Il tecnico calabrese aveva, ha e avrà l’ambizione di aggredire alto in fase difensiva e di attaccare con molti uomini, ha raccontato e mostrato più volte in campo che queste sono le sue idee. Che questi sono i suoi obiettivi tattici. Il Napoli, però, è una squadra che sembra difendere meglio rimanendo più compatta, allungando il giusto lo spazio dietro la difesa, piuttosto che aggredendo sempre il campo. In questo senso, non è un caso che (tutti) i grandi risultati del Napoli di Gattuso siano arrivati al termine di grandi prestazioni puramente difensive. Per non dire speculative.

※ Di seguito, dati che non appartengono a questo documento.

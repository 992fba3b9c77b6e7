//! HTTP surface assembly: router, CORS, request tracing, and the
//! process entry points for serving and shutdown.

use axum::http::header::CONTENT_TYPE;
use axum::http::{HeaderValue, Method, StatusCode};
use axum::response::IntoResponse;
use axum::routing::get;
use axum::{Json, Router};
use chrono::Utc;
use serde_json::json;
use std::sync::Arc;
use tokio::net::TcpListener;
use tower_http::cors::{AllowOrigin, CorsLayer};
use tower_http::trace::TraceLayer;
use tracing::info;

use crate::comments::configure_comments_routes;
use crate::shared::state::AppState;
use crate::tickets::configure_tickets_routes;

/// CORS policy from configuration. An empty origin list means any
/// origin is accepted.
fn build_cors_layer(allowed_origins: &[String]) -> CorsLayer {
    let origin = if allowed_origins.is_empty() {
        AllowOrigin::any()
    } else {
        let origins: Vec<HeaderValue> = allowed_origins
            .iter()
            .filter_map(|o| o.parse().ok())
            .collect();
        AllowOrigin::list(origins)
    };
    CorsLayer::new()
        .allow_origin(origin)
        .allow_methods([
            Method::GET,
            Method::POST,
            Method::PATCH,
            Method::DELETE,
            Method::OPTIONS,
        ])
        .allow_headers([CONTENT_TYPE])
}

async fn health() -> impl IntoResponse {
    Json(json!({
        "status": "ok",
        "service": env!("CARGO_PKG_NAME"),
        "version": env!("CARGO_PKG_VERSION"),
        "timestamp": Utc::now(),
    }))
}

/// Catch-all for paths outside the route table, kept in the standard
/// error envelope.
async fn route_not_found() -> impl IntoResponse {
    (
        StatusCode::NOT_FOUND,
        Json(json!({ "success": false, "error": "Route not found" })),
    )
}

pub fn build_router(state: Arc<AppState>) -> Router {
    let cors = build_cors_layer(&state.config.cors_allowed_origins);
    Router::new()
        .route("/health", get(health))
        .merge(configure_tickets_routes())
        .merge(configure_comments_routes())
        .fallback(route_not_found)
        .with_state(state)
        .layer(cors)
        .layer(TraceLayer::new_for_http())
}

pub async fn run_server(state: Arc<AppState>) -> anyhow::Result<()> {
    let addr = format!(
        "{}:{}",
        state.config.server.host, state.config.server.port
    );
    let router = build_router(state);
    let listener = TcpListener::bind(&addr).await?;
    info!("listening on {addr}");
    axum::serve(listener, router)
        .with_graceful_shutdown(shutdown_signal())
        .await?;
    Ok(())
}

async fn shutdown_signal() {
    let ctrl_c = async {
        if let Err(err) = tokio::signal::ctrl_c().await {
            tracing::error!("failed to install Ctrl+C handler: {err}");
        }
    };

    #[cfg(unix)]
    let terminate = async {
        match tokio::signal::unix::signal(tokio::signal::unix::SignalKind::terminate()) {
            Ok(mut signal) => {
                signal.recv().await;
            }
            Err(err) => tracing::error!("failed to install SIGTERM handler: {err}"),
        }
    };

    #[cfg(not(unix))]
    let terminate = std::future::pending::<()>();

    tokio::select! {
        _ = ctrl_c => {},
        _ = terminate => {},
    }
    info!("shutdown signal received");
}

#[cfg(test)]
mod tests {
    use super::*;
    use axum::body::{to_bytes, Body};
    use axum::http::Request;
    use tower::ServiceExt;

    #[tokio::test]
    async fn health_reports_ok() {
        let app = Router::new().route("/health", get(health));
        let response = app
            .oneshot(Request::get("/health").body(Body::empty()).unwrap())
            .await
            .unwrap();
        assert_eq!(response.status(), StatusCode::OK);
        let body = to_bytes(response.into_body(), usize::MAX).await.unwrap();
        let json: serde_json::Value = serde_json::from_slice(&body).unwrap();
        assert_eq!(json["status"], "ok");
        assert!(json.get("timestamp").is_some());
    }

    #[tokio::test]
    async fn unknown_route_uses_error_envelope() {
        let app = Router::new().fallback(route_not_found);
        let response = app
            .oneshot(Request::get("/nope").body(Body::empty()).unwrap())
            .await
            .unwrap();
        assert_eq!(response.status(), StatusCode::NOT_FOUND);
        let body = to_bytes(response.into_body(), usize::MAX).await.unwrap();
        let json: serde_json::Value = serde_json::from_slice(&body).unwrap();
        assert_eq!(json["success"], false);
        assert_eq!(json["error"], "Route not found");
    }
}
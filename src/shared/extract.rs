//! Custom axum extractors that keep rejection bodies in the JSON envelope.

use axum::async_trait;
use axum::extract::{FromRequest, FromRequestParts, Path, Request};
use axum::http::request::Parts;
use axum::Json;
use serde::de::DeserializeOwned;
use uuid::Uuid;

use crate::shared::error::{ApiError, FieldDetail};

/// `Json<T>` wrapper whose rejection is an [`ApiError`] validation failure
/// instead of axum's plain-text response.
pub struct ValidJson<T>(pub T);

#[async_trait]
impl<T, S> FromRequest<S> for ValidJson<T>
where
    T: DeserializeOwned,
    S: Send + Sync,
{
    type Rejection = ApiError;

    async fn from_request(req: Request, state: &S) -> Result<Self, Self::Rejection> {
        match Json::<T>::from_request(req, state).await {
            Ok(Json(value)) => Ok(ValidJson(value)),
            Err(rejection) => Err(ApiError::validation(vec![FieldDetail::new(
                "body",
                rejection.body_text(),
            )])),
        }
    }
}

/// Path extractor for the `:id` ticket segment.
#[derive(Debug, Clone, Copy)]
pub struct TicketPath(pub Uuid);

#[async_trait]
impl<S> FromRequestParts<S> for TicketPath
where
    S: Send + Sync,
{
    type Rejection = ApiError;

    async fn from_request_parts(parts: &mut Parts, state: &S) -> Result<Self, Self::Rejection> {
        let Path(raw) = Path::<String>::from_request_parts(parts, state)
            .await
            .map_err(|_| {
                ApiError::validation(vec![FieldDetail::new("id", "Ticket id is required")])
            })?;
        let id = raw.parse::<Uuid>().map_err(|_| {
            ApiError::validation(vec![FieldDetail::new(
                "id",
                "Ticket id must be a valid UUID",
            )])
        })?;
        Ok(TicketPath(id))
    }
}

Ieri sera, contro la Lazio, la vittoria si è materializzata perché la fase offensiva ha funzionato bene. E questa può sembrare una frase scontata, ma non lo è: come scritto anche dopo la gara di Milano contro l’Inter, il Napoli ha bisogno che l’attacco funzioni per difendere bene. E viceversa. A cavallo tra l’inizio e la fine del lockdown, Gattuso aveva trovato un equilibrio fondato sulla compattezza difensiva, e infatti il Napoli è riuscito a vincere – o comunque a non perdere – contro squadre di livello simile o anche più alto. Quando l’ex allenatore del Milan ha forzato un po’ la mano, in chiave offensiva ma anche difensiva, tentando di rendere più aggressivo il Napoli, i risultati sono stati un po’ più deludenti.

Il gol è di Fabián Ruiz, ma in realtà è stato costruito dai movimenti e dai tocchi di Dries Mertens

Su questo andamento altalenante ha inciso il problema in transizione di cui abbiamo scritto sopra, che si è manifestato in tutte le partite in cui il Napoli non è riuscito a essere vario e pungente in avanti. Contro la Lazio, come detto, sono arrivati dei segnali positivi in questo senso. Lo dicono i numeri: il Napoli ha costruito molte più occasioni rispetto alla squadra di Inzaghi (6 tiri in porta contro 3, 12 conclusioni su azioni manovrate contro 3), ha tenuto palla per più tempo (56% contro 44%) e in maniera più pulita (90% di precisione dei passaggi contro 85%).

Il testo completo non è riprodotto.